> **Brief**:
When you reach the line with "self.flags.preview" in the listing below, transcribe it and each line after it up to and including the line with "pub fn has_tool(&self, binary: &str)", exactly and with nothing else.

> **Data shown**:
::::::::::

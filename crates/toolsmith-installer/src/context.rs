use std::ffi::OsString;
use std::path::PathBuf;

use toolsmith_core::{RepositoryRecord, Settings};

pub const DISABLE_NIX_INSTALLER_ENV: &str = "TOOLSMITH_DISABLE_NIX_INSTALLER";
pub const DISABLE_PYTHON_INSTALLER_ENV: &str = "TOOLSMITH_DISABLE_PYTHON_INSTALLER";
pub const DISABLE_MAKEFILE_INSTALLER_ENV: &str = "TOOLSMITH_DISABLE_MAKEFILE_INSTALLER";
pub const IN_NIX_SHELL_ENV: &str = "IN_NIX_SHELL";
pub const PIP_OVERRIDE_ENV: &str = "TOOLSMITH_PIP";
pub const VIRTUAL_ENV_ENV: &str = "VIRTUAL_ENV";

#[derive(Debug, Clone, Copy, PartialEq, Eq, Default)]
pub enum CloneMode {
    #[default]
    Ssh,
    Https,
    Shallow,
}

impl CloneMode {
    pub fn as_str(self) -> &'static str {
        match self {
            Self::Ssh => "ssh",
            Self::Https => "https",
            Self::Shallow => "shallow",
        }
    }
}

#[derive(Debug, Clone, Default, PartialEq, Eq)]
pub struct InstallFlags {
    pub preview: bool,
    pub quiet: bool,
    pub no_verification: bool,
    pub clone_mode: CloneMode,
    pub update_dependencies: bool,
    pub force_update: bool,
}

/// Process environment captured when a context is built.
#[derive(Debug, Clone, Default, PartialEq, Eq)]
pub struct EnvToggles {
    pub disable_nix: bool,
    pub disable_python: bool,
    pub disable_makefile: bool,
    pub in_nix_shell: bool,
    pub pip_override: Option<String>,
    pub virtual_env: Option<PathBuf>,
}

impl EnvToggles {
    pub fn from_process_env() -> Self {
        Self::from_lookup(|key| std::env::var(key).ok())
    }

    pub fn from_lookup<F>(lookup: F) -> Self
    where
        F: Fn(&str) -> Option<String>,
    {
        let non_empty = |key: &str| lookup(key).filter(|value| !value.trim().is_empty());
        Self {
            disable_nix: lookup(DISABLE_NIX_INSTALLER_ENV).is_some_and(|v| is_truthy(&v)),
            disable_python: lookup(DISABLE_PYTHON_INSTALLER_ENV).is_some_and(|v| is_truthy(&v)),
            disable_makefile: lookup(DISABLE_MAKEFILE_INSTALLER_ENV)
                .is_some_and(|v| is_truthy(&v)),
            in_nix_shell: non_empty(IN_NIX_SHELL_ENV).is_some(),
            pip_override: non_empty(PIP_OVERRIDE_ENV),
            virtual_env: non_empty(VIRTUAL_ENV_ENV).map(PathBuf::from),
        }
    }
}

pub fn is_truthy(value: &str) -> bool {
    matches!(
        value.trim().to_ascii_lowercase().as_str(),
        "1" | "true" | "yes" | "on"
    )
}

/// Everything an installer may look at for one repository.
#[derive(Debug, Clone, PartialEq, Eq)]
pub struct InstallContext {
    pub identifier: String,
    pub repo_dir: PathBuf,
    pub repositories_dir: PathBuf,
    pub bin_dir: PathBuf,
    pub home_dir: Option<PathBuf>,
    pub search_path: Option<OsString>,
    pub flags: InstallFlags,
    pub toggles: EnvToggles,
}

impl InstallContext {
    pub fn for_repository(
        record: &RepositoryRecord,
        all: &[RepositoryRecord],
        settings: &Settings,
        flags: InstallFlags,
    ) -> Self {
        let home_dir = std::env::var_os("HOME").map(PathBuf::from);
        let repositories_dir = settings.repositories_dir(home_dir.as_deref());
        Self {
            identifier: record.identifier(all),
            repo_dir: record.checkout_dir(&repositories_dir),
            bin_dir: settings.binaries_dir(home_dir.as_deref()),
            repositories_dir,
            home_dir,
            search_path: std::env::var_os("PATH"),
            flags,
            toggles: EnvToggles::from_process_env(),
        }
    }

    pub fn preview(&self) -> bool {
        self.flags.preview
    }

    pub fn repo_file(&self, rel: &str) -> PathBuf {
        self.repo_dir.join(rel)
    }

    /// Looks `binary` up on the context's search path, never the ambient one.
    pub fn find_tool(&self, binary: &str) -> Option<PathBuf> {
        let search_path = self.search_path.as_ref()?;
        which::which_in(binary, Some(search_path), &self.repo_dir).ok()
    }

    pub fn has_tool(&self, binary: &str) -> bool {
        self.find_tool(binary).is_some()
    }

    pub fn venvs_dir(&self) -> PathBuf {
        self.repositories_dir.join(".venvs")
    }

    pub fn isolated_venv_dir(&self) -> PathBuf {
        self.venvs_dir().join(self.identifier.replace('/', "_"))
    }
}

::::::::::

> **Response below**:
        self.flags.preview
    }

    pub fn repo_file(&self, rel: &str) -> PathBuf {
        self.repo_dir.join(rel)
    }

    /// Looks `binary` up on the context's search path, never the ambient one.
    pub fn find_tool(&self, binary: &str) -> Option<PathBuf> {
        let search_path = self.search_path.as_ref()?;
        which::which_in(binary, Some(search_path), &self.repo_dir).ok()
    }

    pub fn has_tool(&self, binary: &str) -> bool {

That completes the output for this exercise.